TRY IT: Take each line of the entries below that contains "ViewState" and copy it.

Stored entries:

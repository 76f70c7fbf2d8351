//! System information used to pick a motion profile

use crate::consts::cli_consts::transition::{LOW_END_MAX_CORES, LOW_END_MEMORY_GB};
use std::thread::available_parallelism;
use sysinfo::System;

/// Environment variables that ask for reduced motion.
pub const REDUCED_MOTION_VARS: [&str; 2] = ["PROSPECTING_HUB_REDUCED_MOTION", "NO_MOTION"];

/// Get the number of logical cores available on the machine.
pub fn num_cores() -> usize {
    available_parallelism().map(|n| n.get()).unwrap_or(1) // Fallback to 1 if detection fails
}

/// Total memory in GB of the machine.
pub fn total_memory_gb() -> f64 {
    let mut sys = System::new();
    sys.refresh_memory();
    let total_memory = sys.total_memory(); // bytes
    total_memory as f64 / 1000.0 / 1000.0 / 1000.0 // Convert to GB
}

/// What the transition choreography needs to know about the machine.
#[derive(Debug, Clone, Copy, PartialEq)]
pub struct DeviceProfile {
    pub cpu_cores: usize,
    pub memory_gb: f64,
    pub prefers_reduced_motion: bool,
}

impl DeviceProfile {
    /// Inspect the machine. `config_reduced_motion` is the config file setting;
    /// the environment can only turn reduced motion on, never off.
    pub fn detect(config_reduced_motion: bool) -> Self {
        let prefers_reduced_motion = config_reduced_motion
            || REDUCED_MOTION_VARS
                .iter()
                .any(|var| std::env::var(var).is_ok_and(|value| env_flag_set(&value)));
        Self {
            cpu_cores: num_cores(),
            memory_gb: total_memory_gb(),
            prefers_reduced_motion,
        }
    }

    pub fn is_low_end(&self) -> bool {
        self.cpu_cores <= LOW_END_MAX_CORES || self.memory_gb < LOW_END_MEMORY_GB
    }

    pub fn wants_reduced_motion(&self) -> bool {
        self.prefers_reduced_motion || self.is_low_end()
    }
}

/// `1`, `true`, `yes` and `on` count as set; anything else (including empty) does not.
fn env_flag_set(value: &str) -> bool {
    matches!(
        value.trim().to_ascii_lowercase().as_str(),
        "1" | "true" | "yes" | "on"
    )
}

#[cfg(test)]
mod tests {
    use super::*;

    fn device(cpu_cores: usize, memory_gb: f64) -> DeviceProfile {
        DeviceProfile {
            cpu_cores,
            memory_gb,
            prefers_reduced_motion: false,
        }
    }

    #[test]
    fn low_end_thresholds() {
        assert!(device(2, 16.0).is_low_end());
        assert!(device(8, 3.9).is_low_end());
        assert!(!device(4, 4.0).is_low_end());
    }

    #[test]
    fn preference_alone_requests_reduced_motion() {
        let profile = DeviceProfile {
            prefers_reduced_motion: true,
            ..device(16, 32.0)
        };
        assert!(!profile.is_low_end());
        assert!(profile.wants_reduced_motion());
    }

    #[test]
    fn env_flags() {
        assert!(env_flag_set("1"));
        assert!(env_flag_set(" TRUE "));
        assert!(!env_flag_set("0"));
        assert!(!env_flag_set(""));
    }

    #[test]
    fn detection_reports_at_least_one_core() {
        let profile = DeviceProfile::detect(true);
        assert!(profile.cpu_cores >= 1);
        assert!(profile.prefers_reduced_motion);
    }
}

---

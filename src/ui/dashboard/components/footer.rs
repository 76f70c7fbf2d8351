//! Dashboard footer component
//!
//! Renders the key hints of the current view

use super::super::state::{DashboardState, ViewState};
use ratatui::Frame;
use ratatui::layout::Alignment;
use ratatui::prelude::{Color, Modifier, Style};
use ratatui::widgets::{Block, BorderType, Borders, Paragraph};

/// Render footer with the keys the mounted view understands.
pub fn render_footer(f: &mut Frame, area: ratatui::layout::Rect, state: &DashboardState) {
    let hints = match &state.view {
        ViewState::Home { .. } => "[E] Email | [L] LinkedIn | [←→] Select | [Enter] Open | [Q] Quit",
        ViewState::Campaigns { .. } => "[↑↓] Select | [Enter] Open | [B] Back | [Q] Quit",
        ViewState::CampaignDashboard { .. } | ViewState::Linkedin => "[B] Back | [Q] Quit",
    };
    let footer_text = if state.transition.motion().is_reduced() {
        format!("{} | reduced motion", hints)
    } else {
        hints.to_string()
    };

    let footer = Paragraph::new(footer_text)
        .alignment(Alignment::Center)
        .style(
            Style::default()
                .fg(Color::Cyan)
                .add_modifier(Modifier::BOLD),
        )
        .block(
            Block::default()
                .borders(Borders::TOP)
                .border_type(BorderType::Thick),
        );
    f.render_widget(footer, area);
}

ANSWER SPACE:
use super::super::state::{DashboardState, ViewState};
        ViewState::Home { .. } => "[E] Email | [L] LinkedIn | [←→] Select | [Enter] Open | [Q] Quit",
        ViewState::Campaigns { .. } => "[↑↓] Select | [Enter] Open | [B] Back | [Q] Quit",
        ViewState::CampaignDashboard { .. } | ViewState::Linkedin => "[B] Back | [Q] Quit",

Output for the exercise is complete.